▸ EXERCISE DETAILS
Scan the records for "impl". Report each line that includes it.

Dataset entries:
-*-
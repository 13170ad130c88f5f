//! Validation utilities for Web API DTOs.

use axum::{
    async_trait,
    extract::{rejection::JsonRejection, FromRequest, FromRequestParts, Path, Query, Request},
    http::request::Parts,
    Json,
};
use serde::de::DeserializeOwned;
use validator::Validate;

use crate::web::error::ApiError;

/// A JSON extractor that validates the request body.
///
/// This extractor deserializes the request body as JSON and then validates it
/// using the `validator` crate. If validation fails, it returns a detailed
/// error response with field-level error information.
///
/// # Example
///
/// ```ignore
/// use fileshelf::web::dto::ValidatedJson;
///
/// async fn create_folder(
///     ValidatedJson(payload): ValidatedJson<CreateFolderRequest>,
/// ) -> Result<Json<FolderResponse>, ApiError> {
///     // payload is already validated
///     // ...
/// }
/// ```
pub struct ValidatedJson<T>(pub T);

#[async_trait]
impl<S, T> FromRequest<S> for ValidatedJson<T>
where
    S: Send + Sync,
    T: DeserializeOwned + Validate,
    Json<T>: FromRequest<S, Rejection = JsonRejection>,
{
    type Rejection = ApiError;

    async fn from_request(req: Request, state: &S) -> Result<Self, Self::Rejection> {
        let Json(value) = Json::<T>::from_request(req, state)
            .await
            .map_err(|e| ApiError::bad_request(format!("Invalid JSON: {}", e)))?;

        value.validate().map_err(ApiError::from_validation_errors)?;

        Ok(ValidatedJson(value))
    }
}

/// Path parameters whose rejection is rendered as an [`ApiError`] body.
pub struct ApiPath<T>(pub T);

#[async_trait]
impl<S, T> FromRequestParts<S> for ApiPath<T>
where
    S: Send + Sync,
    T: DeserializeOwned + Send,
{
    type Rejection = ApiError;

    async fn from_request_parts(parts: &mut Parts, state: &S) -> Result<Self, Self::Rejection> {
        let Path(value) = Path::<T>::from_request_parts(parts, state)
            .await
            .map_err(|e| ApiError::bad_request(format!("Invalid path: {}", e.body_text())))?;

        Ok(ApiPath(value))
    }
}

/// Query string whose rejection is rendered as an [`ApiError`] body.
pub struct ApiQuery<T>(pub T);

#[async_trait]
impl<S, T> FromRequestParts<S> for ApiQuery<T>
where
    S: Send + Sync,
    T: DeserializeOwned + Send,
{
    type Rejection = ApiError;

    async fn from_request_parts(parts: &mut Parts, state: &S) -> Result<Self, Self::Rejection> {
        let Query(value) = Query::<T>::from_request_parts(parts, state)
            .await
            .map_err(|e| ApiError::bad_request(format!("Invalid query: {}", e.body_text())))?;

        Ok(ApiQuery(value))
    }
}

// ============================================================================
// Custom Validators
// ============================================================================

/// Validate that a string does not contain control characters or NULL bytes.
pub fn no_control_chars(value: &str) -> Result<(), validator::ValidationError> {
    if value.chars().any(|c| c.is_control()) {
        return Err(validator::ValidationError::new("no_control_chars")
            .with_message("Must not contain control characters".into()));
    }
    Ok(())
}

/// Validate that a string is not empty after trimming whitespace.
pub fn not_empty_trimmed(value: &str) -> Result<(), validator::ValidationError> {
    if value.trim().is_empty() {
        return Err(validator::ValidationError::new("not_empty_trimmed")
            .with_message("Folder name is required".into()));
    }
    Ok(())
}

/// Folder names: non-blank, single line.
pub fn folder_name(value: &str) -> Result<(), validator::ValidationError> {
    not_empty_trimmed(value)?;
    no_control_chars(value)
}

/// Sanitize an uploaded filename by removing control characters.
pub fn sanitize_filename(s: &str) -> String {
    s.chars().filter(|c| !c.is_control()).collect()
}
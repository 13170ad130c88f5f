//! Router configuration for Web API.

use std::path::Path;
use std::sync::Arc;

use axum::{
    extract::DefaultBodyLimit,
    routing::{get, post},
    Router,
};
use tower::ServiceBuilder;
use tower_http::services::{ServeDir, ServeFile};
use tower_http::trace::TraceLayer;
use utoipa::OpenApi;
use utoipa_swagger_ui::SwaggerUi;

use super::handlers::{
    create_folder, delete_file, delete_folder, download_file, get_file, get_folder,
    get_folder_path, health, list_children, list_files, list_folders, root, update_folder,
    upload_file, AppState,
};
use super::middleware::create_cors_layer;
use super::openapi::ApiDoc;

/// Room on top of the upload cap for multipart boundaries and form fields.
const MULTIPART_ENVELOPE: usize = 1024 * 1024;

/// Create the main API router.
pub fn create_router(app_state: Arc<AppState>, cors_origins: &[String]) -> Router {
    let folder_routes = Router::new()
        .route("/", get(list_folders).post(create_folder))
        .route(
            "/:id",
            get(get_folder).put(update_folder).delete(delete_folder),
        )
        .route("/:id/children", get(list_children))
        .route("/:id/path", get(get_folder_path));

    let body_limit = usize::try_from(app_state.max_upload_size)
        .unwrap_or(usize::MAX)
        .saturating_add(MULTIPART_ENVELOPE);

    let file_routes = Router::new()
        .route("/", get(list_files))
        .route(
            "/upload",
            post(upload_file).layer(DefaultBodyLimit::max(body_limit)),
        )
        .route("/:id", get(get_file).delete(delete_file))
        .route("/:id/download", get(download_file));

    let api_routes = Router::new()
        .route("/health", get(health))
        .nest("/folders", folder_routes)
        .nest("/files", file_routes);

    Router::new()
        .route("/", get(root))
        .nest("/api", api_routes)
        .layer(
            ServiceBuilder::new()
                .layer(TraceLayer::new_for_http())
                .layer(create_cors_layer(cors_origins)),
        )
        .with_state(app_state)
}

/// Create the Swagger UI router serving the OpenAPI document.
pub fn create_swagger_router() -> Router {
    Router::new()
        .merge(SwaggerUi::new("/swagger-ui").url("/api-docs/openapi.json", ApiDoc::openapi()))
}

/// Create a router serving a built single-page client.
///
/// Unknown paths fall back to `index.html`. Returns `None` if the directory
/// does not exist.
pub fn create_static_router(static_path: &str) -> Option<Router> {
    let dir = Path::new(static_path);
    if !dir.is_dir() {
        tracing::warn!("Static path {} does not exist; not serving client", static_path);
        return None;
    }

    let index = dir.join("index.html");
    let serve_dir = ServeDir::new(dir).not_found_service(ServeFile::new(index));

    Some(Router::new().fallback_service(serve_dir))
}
-*-
▸ ANSWER AREA
impl<S, T> FromRequest<S> for ValidatedJson<T>
impl<S, T> FromRequestParts<S> for ApiPath<T>
impl<S, T> FromRequestParts<S> for ApiQuery<T>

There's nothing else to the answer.